-- Activity --
From the records below, set down exactly the lines starting with the line that contains "every diagnostic surfaces" and going on through the line that contains "pub render_target_resources: [Option<SrvHandle>;". Nothing else is wanted.

-- Data supplied --

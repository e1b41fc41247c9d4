//! D3D11 effect linker.
//!
//! Consumes a compiled effect [`prism_ir::Module`] (HLSL text plus entity
//! lists), compiles its entry points through the vendor HLSL compiler and
//! installs textures, views, samplers, the uniform constant buffer and
//! per-pass pipeline state onto the runtime's device. The device and the
//! compiler library are injected as traits; see [`device::Device`] and
//! [`d3dcompiler::CompilerLoader`].
//!
//! The linker runs on the runtime's render thread and is synchronous: one
//! call, one module, errors accumulated into a single `error:`/`warning:`
//! log.

pub mod d3dcompiler;
pub mod device;
pub mod linker;
pub mod runtime;
pub mod test_utils;

pub use d3dcompiler::{CompileFlags, CompilerLoadError, CompilerLoader, HlslCompiler};
pub use device::{Device, HResult};
pub use linker::{link_effect, EffectLinker, LinkResult, LinkedPass, LinkedTechnique};
pub use runtime::{RuntimeEnv, TextureEntry, TextureReference};
//! Runtime-owned state the linker installs resources into.
//!
//! The runtime owns the uniform byte arena, the texture registry (shared
//! across every loaded effect, keyed by unique name), the sampler-state
//! cache and the constant-buffer list. The linker only appends; existing
//! entries are never mutated, so reloading one effect cannot disturb
//! another.

use prism_ir::TextureFormat;

use crate::device::{BufferHandle, RtvHandle, SamplerStateHandle, SrvHandle, TextureHandle};

/// What a registered texture is backed by.
#[derive(Debug, Clone, Copy, PartialEq, Eq, Default)]
pub enum TextureReference {
    /// A device texture owned by the registry entry.
    #[default]
    Owned,
    /// The runtime's backbuffer (textures declared with semantic `COLOR`).
    BackBuffer,
    /// The runtime's depth buffer (semantic `DEPTH`).
    DepthBuffer,
}

/// One entry of the texture registry.
///
/// `srv`/`rtv` hold the linear view at index 0 and the sRGB view at
/// index 1; formats without an sRGB variant share one view across both
/// slots. Render-target views are created lazily and cached here.
#[derive(Debug, Clone, Default)]
pub struct TextureEntry {
    pub unique_name: String,
    pub width: u32,
    pub height: u32,
    pub levels: u32,
    pub format: TextureFormat,
    pub reference: TextureReference,
    pub texture: Option<TextureHandle>,
    pub srv: [Option<SrvHandle>; 2],
    pub rtv: [Option<RtvHandle>; 2],
}

/// The runtime surface the linker runs against.
#[derive(Debug, Default)]
pub struct RuntimeEnv {
    pub frame_width: u32,
    pub frame_height: u32,
    /// Linear and sRGB render-target views of the backbuffer.
    pub backbuffer_rtv: [Option<RtvHandle>; 2],
    /// Linear and sRGB shader-resource views of the backbuffer.
    pub backbuffer_srv: [Option<SrvHandle>; 2],
    pub depth_srv: Option<SrvHandle>,
    /// Byte arena backing every effect's uniforms.
    pub uniform_storage: Vec<u8>,
    pub textures: Vec<TextureEntry>,
    /// Sampler states interned by descriptor hash.
    pub sampler_states: Vec<(u32, SamplerStateHandle)>,
    pub constant_buffers: Vec<BufferHandle>,
}

impl RuntimeEnv {
    pub fn find_texture(&self, unique_name: &str) -> Option<&TextureEntry> {
        self.textures
            .iter()
            .find(|entry| entry.unique_name == unique_name)
    }

    pub fn find_texture_mut(&mut self, unique_name: &str) -> Option<&mut TextureEntry> {
        self.textures
            .iter_mut()
            .find(|entry| entry.unique_name == unique_name)
    }

    pub fn find_sampler_state(&self, hash: u32) -> Option<SamplerStateHandle> {
        self.sampler_states
            .iter()
            .find(|(known, _)| *known == hash)
            .map(|(_, state)| *state)
    }
}

/// 32-bit FNV-1a over `bytes`. Collisions are benign: a colliding sampler
/// descriptor only allocates a redundant state object.
pub fn fnv1a_32(bytes: &[u8]) -> u32 {
    let mut hash = 0x811c_9dc5u32;
    for &byte in bytes {
        hash = (hash ^ u32::from(byte)).wrapping_mul(16_777_619);
    }
    hash
}

#[cfg(test)]
mod tests {
    use super::*;

    #[test]
    fn fnv1a_reference_values() {
        // Well-known FNV-1a test vectors.
        assert_eq!(fnv1a_32(b""), 0x811c_9dc5);
        assert_eq!(fnv1a_32(b"a"), 0xe40c_292c);
        assert_eq!(fnv1a_32(b"foobar"), 0xbf9c_f968);
    }

    #[test]
    fn texture_registry_lookup_by_name() {
        let mut env = RuntimeEnv::default();
        env.textures.push(TextureEntry {
            unique_name: "V_tex".to_owned(),
            width: 4,
            height: 4,
            ..Default::default()
        });

        assert!(env.find_texture("V_tex").is_some());
        assert!(env.find_texture("missing").is_none());
    }
}
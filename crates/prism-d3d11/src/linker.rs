//! Links a compiled effect module against a device.
//!
//! Entry points are compiled to bytecode first so every diagnostic surfaces
//! in one pass, then textures, samplers, uniforms and techniques are
//! visited in IR order. Errors accumulate into a single log; the module is
//! marked failed only by IR errors, fatal device errors and a missing
//! vendor compiler (render-target, sampler and pipeline-state failures
//! downgrade to warnings and skip what they affect).

use std::collections::HashMap;

use prism_ir::{
    Module, PassDesc, SamplerDesc, ShaderStage, TechniqueDesc, TextureDesc, UniformDesc,
};
use tracing::debug;

use crate::d3dcompiler::{load_compiler, CompileFlags, CompilerLoader, HlslCompiler};
use crate::device::{
    blend_from_literal, format_from_texture, make_format_normal, make_format_srgb,
    stencil_op_from_literal, BindFlags, BlendStateDesc, BlendStateHandle, BufferDesc,
    CpuAccessFlags, DepthStencilStateDesc, DepthStencilStateHandle, Device, MiscFlags, QueryHandle,
    QueryKind, RtvDesc, RtvHandle, SamplerStateDesc, SamplerStateHandle, ShaderHandle, SrvDesc,
    SrvHandle, Texture2dDesc, Usage, Viewport, COMPARISON_ALWAYS, COMPARISON_NEVER,
};
use crate::runtime::{fnv1a_32, RuntimeEnv, TextureEntry, TextureReference};

/// What a bound shader resource ultimately reads, used for read/write
/// hazard detection inside one pass.
#[derive(Debug, Clone, PartialEq, Eq)]
enum SrvSource {
    BackBuffer,
    DepthBuffer,
    Texture(String),
}

#[derive(Debug, Clone)]
struct SrvBinding {
    srv: SrvHandle,
    source: SrvSource,
}

/// One ready-to-dispatch pass.
#[derive(Debug, Clone, Default)]
pub struct LinkedPass {
    pub vertex_shader: Option<ShaderHandle>,
    pub pixel_shader: Option<ShaderHandle>,
    /// Shader-resource views by sampler binding; entries are `None` where
    /// unbound or nulled out by hazard detection.
    pub shader_resources: Vec<Option<SrvHandle>>,
    pub render_targets: [Option<RtvHandle>; 8],
    pub render_target_resources: [Option<SrvHandle>; 8],
    pub viewport: Viewport,
    pub clear_render_targets: bool,
    pub depth_stencil_state: Option<DepthStencilStateHandle>,
    pub blend_state: Option<BlendStateHandle>,
    pub stencil_reference: u32,
}

/// One linked technique with its GPU timing queries.
#[derive(Debug, Clone, Default)]
pub struct LinkedTechnique {
    pub name: String,
    pub passes: Vec<LinkedPass>,
    pub timestamp_query_begin: Option<QueryHandle>,
    pub timestamp_query_end: Option<QueryHandle>,
    pub timestamp_disjoint: Option<QueryHandle>,
    /// Index into the runtime's constant-buffer list, when the effect has
    /// uniforms.
    pub uniform_storage_index: Option<usize>,
    pub uniform_storage_offset: u32,
}

pub struct EffectLinker<'a> {
    module: &'a Module,
    device: &'a mut dyn Device,
    loader: &'a dyn CompilerLoader,
    env: &'a mut RuntimeEnv,

    errors: String,
    success: bool,

    uniform_storage_offset: u32,
    constant_buffer_size: u32,

    vs_entry_points: HashMap<String, ShaderHandle>,
    ps_entry_points: HashMap<String, ShaderHandle>,
    sampler_bindings: Vec<Option<SamplerStateHandle>>,
    texture_bindings: Vec<Option<SrvBinding>>,

    techniques: Vec<LinkedTechnique>,
}
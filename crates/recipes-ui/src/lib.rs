#![forbid(unsafe_code)]
#![deny(
    warnings,
    dead_code,
    unused,
    unused_imports,
    unused_must_use,
    unreachable_pub,
    clippy::all,
    clippy::pedantic,
    clippy::nursery,
    rustdoc::broken_intra_doc_links,
    rustdoc::bare_urls,
    missing_docs
)]
#![allow(clippy::module_name_repetitions)]
#![allow(clippy::multiple_crate_versions)]
//! Recipes web UI.
//! Yew front end: the route table, router construction and the page views it switches between.

pub mod i18n;
pub mod logic;
pub mod models;
pub mod router;
pub mod routes;

#[cfg(target_arch = "wasm32")]
mod app;
#[cfg(target_arch = "wasm32")]
mod components;

#[cfg(target_arch = "wasm32")]
pub use app::run_app;
//! Yew components for the shell and the routed pages.

pub(crate) mod form;
pub(crate) mod home;
pub(crate) mod login;
pub(crate) mod recipes;
pub(crate) mod register;
pub(crate) mod shell;

use crate::i18n::{DEFAULT_LOCALE, TranslationBundle};
use yew::prelude::*;

/// Translation bundle from context, English when no provider is mounted.
#[hook]
pub(crate) fn use_bundle() -> TranslationBundle {
    use_context::<TranslationBundle>().unwrap_or_else(|| TranslationBundle::new(DEFAULT_LOCALE))
}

-- Task result --
//! Entry points are compiled to bytecode first so every diagnostic surfaces
//! in one pass, then textures, samplers, uniforms and techniques are
//! visited in IR order. Errors accumulate into a single log; the module is
//! marked failed only by IR errors, fatal device errors and a missing
//! vendor compiler (render-target, sampler and pipeline-state failures
//! downgrade to warnings and skip what they affect).

use std::collections::HashMap;

use prism_ir::{
    Module, PassDesc, SamplerDesc, ShaderStage, TechniqueDesc, TextureDesc, UniformDesc,
};
use tracing::debug;

use crate::d3dcompiler::{load_compiler, CompileFlags, CompilerLoader, HlslCompiler};
use crate::device::{
    blend_from_literal, format_from_texture, make_format_normal, make_format_srgb,
    stencil_op_from_literal, BindFlags, BlendStateDesc, BlendStateHandle, BufferDesc,
    CpuAccessFlags, DepthStencilStateDesc, DepthStencilStateHandle, Device, MiscFlags, QueryHandle,
    QueryKind, RtvDesc, RtvHandle, SamplerStateDesc, SamplerStateHandle, ShaderHandle, SrvDesc,
    SrvHandle, Texture2dDesc, Usage, Viewport, COMPARISON_ALWAYS, COMPARISON_NEVER,
};
use crate::runtime::{fnv1a_32, RuntimeEnv, TextureEntry, TextureReference};

/// What a bound shader resource ultimately reads, used for read/write
/// hazard detection inside one pass.
#[derive(Debug, Clone, PartialEq, Eq)]
enum SrvSource {
    BackBuffer,
    DepthBuffer,
    Texture(String),
}

#[derive(Debug, Clone)]
struct SrvBinding {
    srv: SrvHandle,
    source: SrvSource,
}

/// One ready-to-dispatch pass.
#[derive(Debug, Clone, Default)]
pub struct LinkedPass {
    pub vertex_shader: Option<ShaderHandle>,
    pub pixel_shader: Option<ShaderHandle>,
    /// Shader-resource views by sampler binding; entries are `None` where
    /// unbound or nulled out by hazard detection.
    pub shader_resources: Vec<Option<SrvHandle>>,
    pub render_targets: [Option<RtvHandle>; 8],
    pub render_target_resources: [Option<SrvHandle>; 8],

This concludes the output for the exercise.